◆ ABOUT THIS TASK ◆
Search the entries below for the word "CardStateRecord" and copy every line where it appears.

SOURCE RECORDS: Begin

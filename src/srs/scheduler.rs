//! FSRS 风格的记忆状态转移
//!
//! Given a card's prior memory state and a grade, produces the new
//! stability, difficulty and due date.

use chrono::{DateTime, Duration, Utc};
use serde::{Deserialize, Serialize};

use crate::constants::{MAX_INTERVAL_DAYS, MILLIS_PER_DAY};
use crate::srs::retention::{clamp_stability, interval_from_target_r, retrievability, target_r_for_exam};
use crate::store::operations::card_states::CardStateRecord;

/// FSRS v4 default weights.
const W: [f64; 17] = [
    0.4, 0.6, 2.4, 5.8, // initial stability per grade
    4.93, 0.94, 0.86, 0.01, // difficulty
    1.49, 0.14, 0.94, // success stability
    2.18, 0.05, 0.34, 1.26, // failure stability
    0.29, 2.61, // hard penalty, easy bonus
];

const MIN_DIFFICULTY: f64 = 1.0;
const MAX_DIFFICULTY: f64 = 10.0;

#[derive(Debug, Clone, Copy, PartialEq, Eq, Hash, Serialize, Deserialize)]
#[serde(rename_all = "lowercase")]
pub enum Rating {
    Again = 1,
    Hard = 2,
    Good = 3,
    Easy = 4,
}

impl Rating {
    /// Out-of-range grades are clamped into 1..=4.
    pub fn from_grade(grade: i64) -> Self {
        match grade {
            i64::MIN..=1 => Self::Again,
            2 => Self::Hard,
            3 => Self::Good,
            _ => Self::Easy,
        }
    }

    pub fn grade(self) -> u8 {
        self as u8
    }

    pub fn is_success(self) -> bool {
        self != Self::Again
    }
}

/// Memory state as the scheduler sees it.
#[derive(Debug, Clone, Copy, PartialEq)]
pub enum MemoryState {
    Fresh,
    Reviewed {
        stability: f64,
        difficulty: f64,
        last_review_at: DateTime<Utc>,
    },
}

impl MemoryState {
    /// Absent, zero or non-finite memory fields yield `Fresh`, so a
    /// corrupted record is rescheduled as a first review.
    pub fn from_record(record: Option<&CardStateRecord>) -> Self {
        let Some(record) = record else {
            return Self::Fresh;
        };
        match (record.stability, record.difficulty, record.last_review_at) {
            (Some(stability), Some(difficulty), Some(last_review_at))
                if usable(stability) && usable(difficulty) =>
            {
                Self::Reviewed {
                    stability,
                    difficulty,
                    last_review_at,
                }
            }
            _ => Self::Fresh,
        }
    }
}

fn usable(value: f64) -> bool {
    value.is_finite() && value > 0.0
}

/// Result of one state transition.
#[derive(Debug, Clone, PartialEq)]
pub struct ScheduledState {
    pub stability: f64,
    pub difficulty: f64,
    pub last_review_at: DateTime<Utc>,
    pub due_at: DateTime<Utc>,
    pub reps: u32,
    pub lapses: u32,
}

impl ScheduledState {
    pub fn into_record(
        self,
        dataset_id: &str,
        card_id: &str,
        rating: Rating,
        response_ms: u64,
    ) -> CardStateRecord {
        CardStateRecord {
            dataset_id: dataset_id.to_string(),
            card_id: card_id.to_string(),
            stability: Some(self.stability),
            difficulty: Some(self.difficulty),
            last_review_at: Some(self.last_review_at),
            due_at: Some(self.due_at),
            reps: self.reps,
            lapses: self.lapses,
            last_rating: Some(rating.grade()),
            last_response_ms: Some(response_ms),
        }
    }
}

fn clamp_difficulty(d: f64) -> f64 {
    d.clamp(MIN_DIFFICULTY, MAX_DIFFICULTY)
}

fn initial_stability(rating: Rating) -> f64 {
    W[rating.grade() as usize - 1]
}

fn initial_difficulty(rating: Rating) -> f64 {
    clamp_difficulty(W[4] - (rating.grade() as f64 - 3.0) * W[5])
}

/// Mean reversion towards the "Good" baseline.
fn next_difficulty(difficulty: f64, rating: Rating) -> f64 {
    let delta = difficulty - W[6] * (rating.grade() as f64 - 3.0);
    clamp_difficulty(W[7] * W[4] + (1.0 - W[7]) * delta)
}

fn stability_after_failure(stability: f64, difficulty: f64, r: f64) -> f64 {
    let next = W[11]
        * difficulty.powf(-W[12])
        * ((stability + 1.0).powf(W[13]) - 1.0)
        * (W[14] * (1.0 - r)).exp();
    next.min(stability)
}

fn stability_after_success(stability: f64, difficulty: f64, r: f64, rating: Rating) -> f64 {
    let hard_penalty = if rating == Rating::Hard { W[15] } else { 1.0 };
    let easy_bonus = if rating == Rating::Easy { W[16] } else { 1.0 };
    let growth = W[8].exp()
        * (11.0 - difficulty)
        * stability.powf(-W[9])
        * ((W[10] * (1.0 - r)).exp() - 1.0)
        * hard_penalty
        * easy_bonus;
    stability * (growth + 1.0)
}

/// Keeps the due date within [now, exam - 1 day]; `now` wins if the exam is
/// less than a day away.
fn clip_due_at(due_at: DateTime<Utc>, now: DateTime<Utc>, exam_date: Option<DateTime<Utc>>) -> DateTime<Utc> {
    let mut clipped = due_at.max(now);
    if let Some(exam) = exam_date {
        clipped = clipped.min(exam - Duration::days(1)).max(now);
    }
    clipped
}

fn due_after(now: DateTime<Utc>, interval_days: f64) -> DateTime<Utc> {
    let days = if interval_days.is_finite() {
        interval_days.clamp(0.0, MAX_INTERVAL_DAYS)
    } else {
        0.0
    };
    now + Duration::milliseconds((days * MILLIS_PER_DAY as f64).round() as i64)
}

/// The core state transition.
///
/// `prior_reps`/`prior_lapses` come from the stored record when one exists,
/// even if its memory fields were unusable.
pub fn schedule_next(
    now: DateTime<Utc>,
    prior: Option<&CardStateRecord>,
    rating: Rating,
    base_target_r: f64,
    exam_date: Option<DateTime<Utc>>,
) -> ScheduledState {
    let target_r = target_r_for_exam(base_target_r, exam_date, now);
    let prior_reps = prior.map(|p| p.reps).unwrap_or(0);
    let prior_lapses = prior.map(|p| p.lapses).unwrap_or(0);

    let (stability, difficulty, lapses) = match MemoryState::from_record(prior) {
        MemoryState::Fresh => (initial_stability(rating), initial_difficulty(rating), prior_lapses),
        MemoryState::Reviewed {
            stability,
            difficulty,
            last_review_at,
        } => {
            let stability = clamp_stability(stability);
            let r = retrievability(now, last_review_at, stability);
            let next_d = next_difficulty(difficulty, rating);
            let next_s = if rating.is_success() {
                stability_after_success(stability, next_d, r, rating)
            } else {
                stability_after_failure(stability, next_d, r)
            };
            let lapses = if rating.is_success() {
                prior_lapses
            } else {
                prior_lapses.saturating_add(1)
            };
            (next_s, next_d, lapses)
        }
    };

    let stability = clamp_stability(stability);
    let interval = interval_from_target_r(target_r, stability);
    let due_at = clip_due_at(due_after(now, interval), now, exam_date);

    ScheduledState {
        stability,
        difficulty,
        last_review_at: now,
        due_at,
        reps: prior_reps.saturating_add(1),
        lapses,
    }
}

SOURCE RECORDS: End

◆ RESPONSE BOX ◆
use crate::store::operations::card_states::CardStateRecord;
    pub fn from_record(record: Option<&CardStateRecord>) -> Self {
    ) -> CardStateRecord {
        CardStateRecord {
    prior: Option<&CardStateRecord>,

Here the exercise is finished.